Car il s’agit bien là encore d’une invention romantique : la recherche du « son », qui nous impose une nouvelle acuité d’écoute et nous oblige à réévaluer notre perception, alors même que le musicien a réévalué ses moyens d’exécution.
La virtuosité est alors celle des timbres, des registres, des empilements de masse sonore, des procédés d’écriture contrapuntiques complexes – voie ouverte par Beethoven. Comme l’instrumentiste a progressé, il peut exécuter une nouvelle forme de musicalité, inédite jusque-là.
L’orchestre virtuose
L’orchestre virtuose n’est pas en reste avec le doué Berlioz. La virtuosité des timbres se conjugue ainsi à l’aspect purement véloce et le son devient virtuose au même titre que le débit de notes à la minute.

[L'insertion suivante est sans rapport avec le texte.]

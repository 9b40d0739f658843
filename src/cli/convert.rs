use std::path::PathBuf;

use chrono::Local;

use crate::{
    cli::{progress::BarProgress, report::print_summary},
    collection::{self, FieldAliases},
    common, config, error, info,
    management::ReportManager,
    matching::MatchMode,
    pipeline::{FixedDelay, PipelineRunner, PlaylistSettings},
    spotify::SpotifyClient,
    success, warning,
};

#[derive(Debug, Clone)]
pub struct ConvertOptions {
    pub file: PathBuf,
    pub mode: MatchMode,
    pub name: Option<String>,
    pub description: Option<String>,
    pub public: bool,
    pub token: Option<String>,
    pub dry_run: bool,
}

/// `My Discogs Collection (2024-05-01)`
pub fn default_playlist_name() -> String {
    format!(
        "{} ({})",
        common::DEFAULT_PLAYLIST_NAME,
        Local::now().format("%Y-%m-%d")
    )
}

pub async fn convert(opts: ConvertOptions) {
    let parsed = match collection::read_collection_file(&opts.file).await {
        Ok(parsed) => parsed,
        Err(e) => error!("{}", e),
    };

    let records = collection::normalize(&parsed.rows, &FieldAliases::from_env());
    if records.is_empty() {
        warning!("No records found in {}", opts.file.display());
        return;
    }
    info!(
        "Loaded {} records from {}",
        records.len(),
        opts.file.display()
    );

    let client = match SpotifyClient::from_env(opts.token) {
        Ok(client) => client,
        Err(e) => error!("{}", e),
    };

    let settings = PlaylistSettings {
        name: opts
            .name
            .filter(|n| !n.trim().is_empty())
            .unwrap_or_else(default_playlist_name),
        description: opts
            .description
            .filter(|d| !d.trim().is_empty())
            .unwrap_or_else(|| common::DEFAULT_PLAYLIST_DESCRIPTION.to_string()),
        public: opts.public,
    };

    let mut runner = PipelineRunner::new(&client, &client, opts.mode)
        .with_pacer(FixedDelay::from_env())
        .with_batch_size(config::batch_size());
    let mut progress = BarProgress::new();

    if opts.dry_run {
        match runner.dry_run(&settings.name, &records, &mut progress).await {
            Ok(summary) => {
                progress.finish();
                print_summary(&summary);
            }
            Err(e) => {
                progress.abandon();
                error!("Dry run failed: {}", e)
            }
        }
        return;
    }

    let owner = match client.resolve_owner().await {
        Ok(owner) => owner,
        Err(e) => {
            progress.abandon();
            error!("Failed to connect to Spotify: {}", e)
        }
    };
    if let Some(display_name) = &owner.display_name {
        success!("Connected as {}", display_name);
    }

    match runner.run(&owner.id, &settings, &records, &mut progress).await {
        Ok(summary) => {
            progress.finish();
            print_summary(&summary);
            match ReportManager::new().persist(&summary).await {
                Ok(path) => info!("Summary saved to {}", path.display()),
                Err(e) => warning!("Could not save run summary: {}", e),
            }
        }
        Err(e) => {
            progress.abandon();
            error!("Conversion failed: {}", e)
        }
    }
}
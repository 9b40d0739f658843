use std::path::Path;

use tabled::builder::Builder;

use crate::{
    collection::{self, FieldAliases},
    error, info, warning,
};

/// Shows the first `rows` records with the columns relevant for matching.
pub async fn preview(file: &Path, rows: usize) {
    let parsed = match collection::read_collection_file(file).await {
        Ok(parsed) => parsed,
        Err(e) => error!("{}", e),
    };

    if parsed.rows.is_empty() {
        warning!("No data found in {}", file.display());
        return;
    }

    let mut headers = collection::preview_headers(&parsed.headers);
    if headers.is_empty() {
        headers = parsed.headers.clone();
    }

    let mut builder = Builder::default();
    builder.push_record(headers.clone());
    for row in parsed.rows.iter().take(rows) {
        builder.push_record(
            headers
                .iter()
                .map(|header| row.get(header).cloned().unwrap_or_default()),
        );
    }

    info!(
        "Collection preview (showing first {} records)",
        rows.min(parsed.rows.len())
    );
    println!("{}", builder.build());

    let records = collection::normalize(&parsed.rows, &FieldAliases::from_env());
    let incomplete = records.iter().filter(|r| !r.is_searchable()).count();
    info!("Total records: {}", records.len());
    if incomplete > 0 {
        warning!(
            "{} records have no artist or title and will not be searched",
            incomplete
        );
    }
}
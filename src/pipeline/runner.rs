use tracing::{debug, info, warn};

use crate::{
    catalog::{CatalogSearch, PlaylistApi},
    collection::CollectionRecord,
    common,
    error::ConvertError,
    matching::{MatchMode, MatchOutcome, MatchResolver, UnmatchedReason},
    pipeline::{
        pacing::{FixedDelay, Pacer},
        progress::ProgressSink,
        summary::ConversionSummary,
        writer::PlaylistWriter,
    },
};

/// Lifecycle of one run.
#[derive(Debug, Clone, Copy, PartialEq, Eq)]
pub enum RunState {
    Idle,
    Running,
    Completed,
    /// Setup failed (playlist creation); nothing was matched.
    Aborted,
    /// Matching finished but writing the playlist failed.
    Failed,
}

/// The playlist a run writes into.
#[derive(Debug, Clone, PartialEq, Eq)]
pub struct PlaylistTarget {
    pub playlist_id: String,
}

/// What the new playlist should look like.
#[derive(Debug, Clone, PartialEq, Eq)]
pub struct PlaylistSettings {
    pub name: String,
    pub description: String,
    pub public: bool,
}

/// Per-run accumulator, owned by the runner while the run lasts.
#[derive(Debug, Clone, Default)]
pub struct RunContext {
    outcomes: Vec<MatchOutcome>,
    track_uris: Vec<String>,
    total: usize,
}

impl RunContext {
    pub fn new(total: usize) -> Self {
        Self {
            outcomes: Vec::with_capacity(total),
            track_uris: Vec::new(),
            total,
        }
    }

    pub fn push(&mut self, outcome: MatchOutcome) {
        self.track_uris.extend_from_slice(outcome.track_uris());
        self.outcomes.push(outcome);
    }

    pub fn processed(&self) -> usize {
        self.outcomes.len()
    }

    pub fn total(&self) -> usize {
        self.total
    }

    /// Share of records processed, 0.0 to 1.0.
    pub fn fraction(&self) -> f64 {
        if self.total == 0 {
            1.0
        } else {
            self.processed() as f64 / self.total as f64
        }
    }

    pub fn outcomes(&self) -> &[MatchOutcome] {
        &self.outcomes
    }

    pub fn track_uris(&self) -> &[String] {
        &self.track_uris
    }
}

/// Drives a conversion: create the playlist, match every record in order, write the
/// collected tracks.
pub struct PipelineRunner<'a> {
    catalog: &'a dyn CatalogSearch,
    playlists: &'a dyn PlaylistApi,
    pacer: Box<dyn Pacer + 'a>,
    mode: MatchMode,
    max_batch_size: usize,
    matching_weight: f64,
    state: RunState,
}

impl<'a> PipelineRunner<'a> {
    pub fn new(catalog: &'a dyn CatalogSearch, playlists: &'a dyn PlaylistApi, mode: MatchMode) -> Self {
        Self {
            catalog,
            playlists,
            pacer: Box::new(FixedDelay::default()),
            mode,
            max_batch_size: common::MAX_PLAYLIST_BATCH,
            matching_weight: common::MATCHING_PHASE_WEIGHT,
            state: RunState::Idle,
        }
    }

    pub fn with_pacer(mut self, pacer: impl Pacer + 'a) -> Self {
        self.pacer = Box::new(pacer);
        self
    }

    pub fn with_batch_size(mut self, max_batch_size: usize) -> Self {
        self.max_batch_size = max_batch_size;
        self
    }

    /// Share of the progress range used by matching, clamped to `0.0..=1.0`.
    pub fn with_matching_weight(mut self, weight: f64) -> Self {
        self.matching_weight = weight.clamp(0.0, 1.0);
        self
    }

    pub fn state(&self) -> RunState {
        self.state
    }

    pub fn mode(&self) -> MatchMode {
        self.mode
    }

    /// Runs a full conversion for `owner_id`.
    ///
    /// # Errors
    ///
    /// - [`ConvertError::CreatePlaylist`] before any record is matched (state `Aborted`)
    /// - [`ConvertError::BatchWrite`] after matching (state `Failed`)
    ///
    /// - [`ConvertError::RunnerReused`] when this runner already ran (state unchanged)
    ///
    /// Per-record failures never surface here; they end up in the unmatched list.
    /// A runner is single-use: `Completed`, `Aborted` and `Failed` are terminal.
    pub async fn run(
        &mut self,
        owner_id: &str,
        settings: &PlaylistSettings,
        records: &[CollectionRecord],
        progress: &mut dyn ProgressSink,
    ) -> Result<ConversionSummary, ConvertError> {
        self.start()?;

        let target = match self
            .playlists
            .create_playlist(owner_id, &settings.name, &settings.description, settings.public)
            .await
        {
            Ok(playlist_id) => PlaylistTarget { playlist_id },
            Err(source) => {
                self.state = RunState::Aborted;
                return Err(ConvertError::CreatePlaylist {
                    name: settings.name.clone(),
                    source,
                });
            }
        };
        info!(playlist = %target.playlist_id, "playlist created");
        progress.progress(0.0, &format!("Created playlist: {}", settings.name));

        let context = self.match_records(records, progress).await;

        let added = if context.track_uris().is_empty() {
            0
        } else {
            let writer = PlaylistWriter::new(self.playlists, self.max_batch_size);
            match writer
                .write(
                    &target.playlist_id,
                    context.track_uris(),
                    self.matching_weight * 100.0,
                    progress,
                )
                .await
            {
                Ok(added) => added,
                Err(e) => {
                    self.state = RunState::Failed;
                    return Err(e);
                }
            }
        };

        self.state = RunState::Completed;
        progress.progress(100.0, "Conversion complete!");

        Ok(ConversionSummary::from_outcomes(
            Some(target.playlist_id),
            &settings.name,
            self.mode,
            context.outcomes(),
            added,
        ))
    }

    /// Matches every record without touching any playlist.
    ///
    /// # Errors
    ///
    /// [`ConvertError::RunnerReused`] when this runner already ran.
    pub async fn dry_run(
        &mut self,
        playlist_name: &str,
        records: &[CollectionRecord],
        progress: &mut dyn ProgressSink,
    ) -> Result<ConversionSummary, ConvertError> {
        self.start()?;
        let context = self.match_records(records, progress).await;
        self.state = RunState::Completed;
        progress.progress(100.0, "Dry run complete!");

        Ok(ConversionSummary::from_outcomes(
            None,
            playlist_name,
            self.mode,
            context.outcomes(),
            0,
        ))
    }

    fn start(&mut self) -> Result<(), ConvertError> {
        if self.state != RunState::Idle {
            return Err(ConvertError::RunnerReused(self.state));
        }
        self.state = RunState::Running;
        Ok(())
    }

    /// Resolves records strictly in order, one at a time, pacing after each one
    /// that reached the catalog.
    async fn match_records(
        &mut self,
        records: &[CollectionRecord],
        progress: &mut dyn ProgressSink,
    ) -> RunContext {
        let mut context = RunContext::new(records.len());
        let resolver = MatchResolver::new(self.catalog, self.mode);

        for record in records {
            let outcome = match resolver.resolve(record).await {
                Ok(outcome) => outcome,
                Err(e) => {
                    warn!(record = %record.label(), error = %e, "record failed, marking unmatched");
                    MatchOutcome::unmatched(record, UnmatchedReason::LookupFailed(e.to_string()))
                }
            };
            debug!(record = %record.label(), matched = outcome.is_matched(), "record resolved");
            context.push(outcome);

            let percent = context.fraction() * self.matching_weight * 100.0;
            progress.progress(percent, &format!("Searching: {}", record.label()));

            if record.is_searchable() {
                self.pacer.pause(self.mode).await;
            }
        }

        context
    }
}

Prochain billet sur Berlioz, coming soon !
Il ouvre ainsi la voie en libérant l’orchestre, lui permettant de s’envoler vers des cimes insoupçonnées jusque-là, notamment par l’utilisation de la masse orchestrale. Les cuivres peuvent jouer fort tout en conservant un son clair (grâce entre autres aux progrès liés à la révolution industrielle et aux nouveaux procédés de fabrication des instruments). Cette masse sonore autorise des effets novateurs virtuoses, grandioses, impressionnants.
Les cordes s’envolent et notamment les contrebasses, qui ne jouent plus à l’unisson poum-poum, mais sont divisées (dans la symphonie Fantastique) en 4 groupes distincts.
Nous étudierons plus avant le style de Berlioz dans un prochain billet.

Le petit Ravel a froid
On trouve chez Ravel une concordance entre son génie de l’orchestration et celui de l’usage du timbre au piano.
En effet, dira-t-on que les glissandos rapides (au piano) qui parsèment par exemple le concerto pour piano en G indiquent un usage purement virtuose, alors qu’en réalité ils accompagnent dans un halo impressionniste le déroulé des accords aux trompettes bouchées, accentuant de fait la douceur des timbres qui, dans un crescendo inéluctable, main dans la main, vont finalement aboutir à l’exposition du thème aux trompettes senza sordina.
Une belle leçon de virtuosité au service de la musique, n’est-ce pas ?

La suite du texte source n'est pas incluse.